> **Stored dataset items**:
use crate::{
    units::{
        DEFAULT_DECIMALS,
        MAX_DECIMALS,
    },
    wallets::{
        self,
        WalletDescriptor,
    },
};
use clap::{
    ArgGroup,
    Parser,
};
use color_eyre::eyre::{
    Result,
    WrapErr,
    eyre,
};
use deployments::{
    DeploymentEnv,
    DeploymentRecord,
    DeploymentStore,
};
use fuels::{
    prelude::Provider,
    types::ContractId,
};
use std::{
    path::PathBuf,
    str::FromStr,
};

pub const DEFAULT_TESTNET_RPC_URL: &str = "https://testnet.fuel.network";
pub const DEFAULT_DEVNET_RPC_URL: &str = "https://devnet.fuel.network";
pub const DEFAULT_LOCAL_RPC_URL: &str = "http://localhost:4000/";

#[derive(Parser, Debug)]
#[command(
    name = "higher-lower",
    about = "Play higher/lower against the on-chain game contract",
    version,
    group(
        ArgGroup::new("network")
            .args(["devnet", "testnet", "local"])
            .required(true)
    )
)]
pub struct Args {
    /// Connect to Fuel devnet
    #[arg(long)]
    pub devnet: bool,

    /// Connect to Fuel testnet
    #[arg(long)]
    pub testnet: bool,

    /// Connect to a local Fuel node
    #[arg(long)]
    pub local: bool,

    /// Override the RPC URL for the selected network
    #[arg(long)]
    pub rpc_url: Option<String>,

    /// forc-wallet profile name
    #[arg(long)]
    pub wallet: String,

    /// Override forc-wallet directory (defaults to ~/.fuel/wallets)
    #[arg(long)]
    pub wallet_dir: Option<String>,

    /// Game contract address (defaults to the recorded deployment)
    #[arg(long)]
    pub contract_id: Option<String>,

    /// Write --contract-id to the deployment record for the selected network
    #[arg(long, requires = "contract_id")]
    pub remember: bool,

    /// Chain id the wallet may connect to; repeat to allow several
    #[arg(long = "chain-id", default_values_t = [0u64])]
    pub chain_ids: Vec<u64>,

    /// Decimals of the base asset, used for wagers
    #[arg(
        long,
        default_value_t = DEFAULT_DECIMALS,
        value_parser = clap::value_parser!(u32).range(0..=i64::from(MAX_DECIMALS))
    )]
    pub decimals: u32,

    /// Directory for the rolling log file
    #[arg(long, default_value = "logs")]
    pub log_dir: PathBuf,
}

#[derive(Clone, Debug, PartialEq, Eq)]
pub enum NetworkTarget {
    Testnet { url: String },
    Devnet { url: String },
    LocalNode { url: String },
}

impl NetworkTarget {
    pub fn url(&self) -> &str {
        match self {
            NetworkTarget::Testnet { url }
            | NetworkTarget::Devnet { url }
            | NetworkTarget::LocalNode { url } => url,
        }
    }

    pub fn deployment_env(&self) -> DeploymentEnv {
        match self {
            NetworkTarget::Testnet { .. } => DeploymentEnv::Test,
            NetworkTarget::Devnet { .. } => DeploymentEnv::Dev,
            NetworkTarget::LocalNode { .. } => DeploymentEnv::Local,
        }
    }
}

/// The game contract to bind and the first block that can hold its rounds.
#[derive(Clone, Copy, Debug, PartialEq, Eq)]
pub struct ContractTarget {
    pub contract_id: ContractId,
    pub start_height: u32,
}

impl ContractTarget {
    /// A contract whose deployment block is unknown; history is read from genesis.
    pub fn from_genesis(contract_id: ContractId) -> Self {
        Self {
            contract_id,
            start_height: 0,
        }
    }

    fn from_record(contract_id: ContractId, record: &DeploymentRecord) -> Result<Self> {
        let start_height = match record.deployment_block_height {
            Some(height) => u32::try_from(height).map_err(|_| {
                eyre!("recorded deployment block height {height} is out of range")
            })?,
            None => 0,
        };
        Ok(Self {
            contract_id,
            start_height,
        })
    }
}

#[derive(Clone, Debug)]
pub struct AppConfig {
    pub network: NetworkTarget,
    pub wallet: WalletDescriptor,
    pub contract: Option<ContractTarget>,
    pub allowed_chain_ids: Vec<u64>,
    pub decimals: u32,
}

impl Args {
    pub fn network(&self) -> NetworkTarget {
        let custom = self.rpc_url.clone();
        if self.devnet {
            NetworkTarget::Devnet {
                url: custom.unwrap_or_else(|| DEFAULT_DEVNET_RPC_URL.to_string()),
            }
        } else if self.testnet {
            NetworkTarget::Testnet {
                url: custom.unwrap_or_else(|| DEFAULT_TESTNET_RPC_URL.to_string()),
            }
        } else {
            NetworkTarget::LocalNode {
                url: custom.unwrap_or_else(|| DEFAULT_LOCAL_RPC_URL.to_string()),
            }
        }
    }

    /// Locates the wallet keystore. A missing keystore is not fatal here; it
    /// surfaces as a failed connection attempt.
    pub fn wallet_descriptor(&self) -> Result<WalletDescriptor> {
        let dir = wallets::resolve_wallet_dir(self.wallet_dir.as_deref())?;
        match wallets::find_wallet(&dir, &self.wallet) {
            Ok(descriptor) => Ok(descriptor),
            Err(err) => {
                tracing::warn!(error = %err, "wallet keystore not found");
                let path = dir.join(format!("{}.wallet", self.wallet));
                Ok(WalletDescriptor::new(self.wallet.clone(), path))
            }
        }
    }
}

pub fn parse_contract_id(raw: &str) -> Result<ContractId> {
    let trimmed = raw.trim();
    let prefixed = if trimmed.starts_with("0x") {
        trimmed.to_string()
    } else {
        format!("0x{trimmed}")
    };
    ContractId::from_str(&prefixed).map_err(|e| eyre!("Invalid contract id '{raw}': {e}"))
}

/// Current chain height, recorded with `--remember` as the point history
/// scans start from.
pub async fn current_block_height(network: &NetworkTarget) -> Result<u32> {
    let provider = Provider::connect(network.url())
        .await
        .wrap_err_with(|| format!("Failed to connect to provider at {}", network.url()))?;
    provider
        .latest_block_height()
        .await
        .wrap_err("Failed to fetch latest block height")
}

/// Picks the contract: an explicit address wins; otherwise the recorded
/// deployment is used, provided it was made with the interface compiled into
/// this binary. `current_height` is only consulted when `--remember` records
/// a new deployment.
pub fn resolve_contract_id(
    args: &Args,
    network: &NetworkTarget,
    store: &DeploymentStore,
    abi_hash: &str,
    current_height: Option<u32>,
) -> Result<Option<ContractTarget>> {
    if let Some(raw) = args.contract_id.as_deref() {
        let contract_id = parse_contract_id(raw)?;
        if args.remember {
            let record = deployments::record_deployment(
                store,
                format!("0x{}", hex::encode(contract_id)),
                network.url(),
                abi_hash,
                current_height.map(u64::from),
            )
            .map_err(|e| eyre!(e))
            .wrap_err("recording deployment")?;
            tracing::info!(
                contract = %record.contract_id,
                block = ?record.deployment_block_height,
                path = %store.path().display(),
                "deployment recorded"
            );
            return ContractTarget::from_record(contract_id, &record).map(Some);
        }
        // a record of this very contract still knows where its history starts
        let recorded = store.load().map_err(|e| eyre!(e))?.filter(|record| {
            parse_contract_id(&record.contract_id).is_ok_and(|id| id == contract_id)
        });
        return match recorded {
            Some(record) => ContractTarget::from_record(contract_id, &record).map(Some),
            None => Ok(Some(ContractTarget::from_genesis(contract_id))),
        };
    }

    let record = store.load().map_err(|e| eyre!(e))?;
    match record {
        None => {
            tracing::warn!(env = %network.deployment_env(), "no contract configured");
            Ok(None)
        }
        Some(record) if record.is_compatible_with_hash(abi_hash) => {
            let contract_id = parse_contract_id(&record.contract_id)?;
            ContractTarget::from_record(contract_id, &record).map(Some)
        }
        Some(record) => Err(eyre!(format_deployment_summary(
            network,
            store,
            &record,
            abi_hash,
        ))),
    }
}

fn format_deployment_summary(
    network: &NetworkTarget,
    store: &DeploymentStore,
    record: &DeploymentRecord,
    current_hash: &str,
) -> String {
    let env = network.deployment_env();
    let mut message = format!(
        "No compatible deployment recorded for {env} at {}.\n\nRecorded deployment for {env}:",
        network.url()
    );
    let block = record
        .deployment_block_height
        .map(|h| format!(" block {h}"))
        .unwrap_or_default();
    message.push_str(&format!(
        "\n  {} - {} @ {} (abi {}){}",
        record.deployed_at,
        record.contract_id,
        record.network_url,
        hash_preview(&record.abi_hash),
        block,
    ));
    message.push_str(&format!(
        "\n\nCurrent interface hash: {}",
        hash_preview(current_hash)
    ));
    message.push_str(&format!(
        "\nDeployment records file: {}",
        store.path().display()
    ));
    message.push_str(
        "\n\nRun again with --contract-id <id> --remember to record a compatible deployment.",
    );
    message
}

fn hash_preview(hash: &str) -> String {
    let preview: String = hash.chars().take(16).collect();
    if hash.chars().count() > 16 {
        format!("{preview}...")
    } else {
        preview
    }
}

impl AppConfig {
    pub fn new(
        args: &Args,
        store: &DeploymentStore,
        current_height: Option<u32>,
    ) -> Result<Self> {
        let network = args.network();
        let contract = resolve_contract_id(
            args,
            &network,
            store,
            &generated_abi::abi_hash(),
            current_height,
        )?;
        Ok(Self {
            wallet: args.wallet_descriptor()?,
            contract,
            allowed_chain_ids: args.chain_ids.clone(),
            decimals: args.decimals,
            network,
        })
    }
}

> **WHAT YOU NEED TO DO**: What is needed is an exact copy of the entries from their first line down to the line with "to Fuel testnet", that line included, and nothing beyond it.

> **SOLUTION TO THIS PROBLEM**:
use crate::{
    units::{
        DEFAULT_DECIMALS,
        MAX_DECIMALS,
    },
    wallets::{
        self,
        WalletDescriptor,
    },
};
use clap::{
    ArgGroup,
    Parser,
};
use color_eyre::eyre::{
    Result,
    WrapErr,
    eyre,
};
use deployments::{
    DeploymentEnv,
    DeploymentRecord,
    DeploymentStore,
};
use fuels::{
    prelude::Provider,
    types::ContractId,
};
use std::{
    path::PathBuf,
    str::FromStr,
};

pub const DEFAULT_TESTNET_RPC_URL: &str = "https://testnet.fuel.network";
pub const DEFAULT_DEVNET_RPC_URL: &str = "https://devnet.fuel.network";
pub const DEFAULT_LOCAL_RPC_URL: &str = "http://localhost:4000/";

#[derive(Parser, Debug)]
#[command(
    name = "higher-lower",
    about = "Play higher/lower against the on-chain game contract",
    version,
    group(
        ArgGroup::new("network")
            .args(["devnet", "testnet", "local"])
            .required(true)
    )
)]
pub struct Args {
    /// Connect to Fuel devnet
    #[arg(long)]
    pub devnet: bool,

    /// Connect to Fuel testnet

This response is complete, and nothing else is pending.